Buildings on lower Hillhouse Avenue, outside of the historic district, include:
- Cloister Hall (now Warner House), 1888. Brownstone building originally served the Book and Snake fraternity of the Sheffield School.
- Kirtland Hall, Dunham Laboratory, Mason Laboratory, Leet Oliver Memorial Hall.
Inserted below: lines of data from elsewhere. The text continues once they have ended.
use thiserror::Error;

/// Errors raised at the crate's fallible edges (files, settings, parsing
/// host-supplied names). The layout computation itself never fails.
#[derive(Error, Debug)]
pub enum GanttError {
    #[error("I/O error: {0}")]
    Io(#[from] std::io::Error),

    #[error("JSON error: {0}")]
    Json(#[from] serde_json::Error),

    #[error("CSV error: {0}")]
    Csv(#[from] csv::Error),

    #[error("CSV is missing required columns (found: {0})")]
    MissingColumns(String),

    #[error("no tasks found in {0}")]
    EmptySheet(String),

    #[error("unknown view mode: {0}")]
    UnknownViewMode(String),
}

pub type Result<T> = std::result::Result<T, GanttError>;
Yale University buildings originally part of the Sheffield Scientific School.
- St. Mary's Church and parish house.
- Sheffield-Town Mansion. Ithiel Town, 1836. Additions for Joseph Earl Sheffield by Henry Austin in 1859. Razed in 1957.
- Yale University Collection of Musical Instruments, 1895. Romanesque structure built originally for the Alpha Delta Phi fraternity.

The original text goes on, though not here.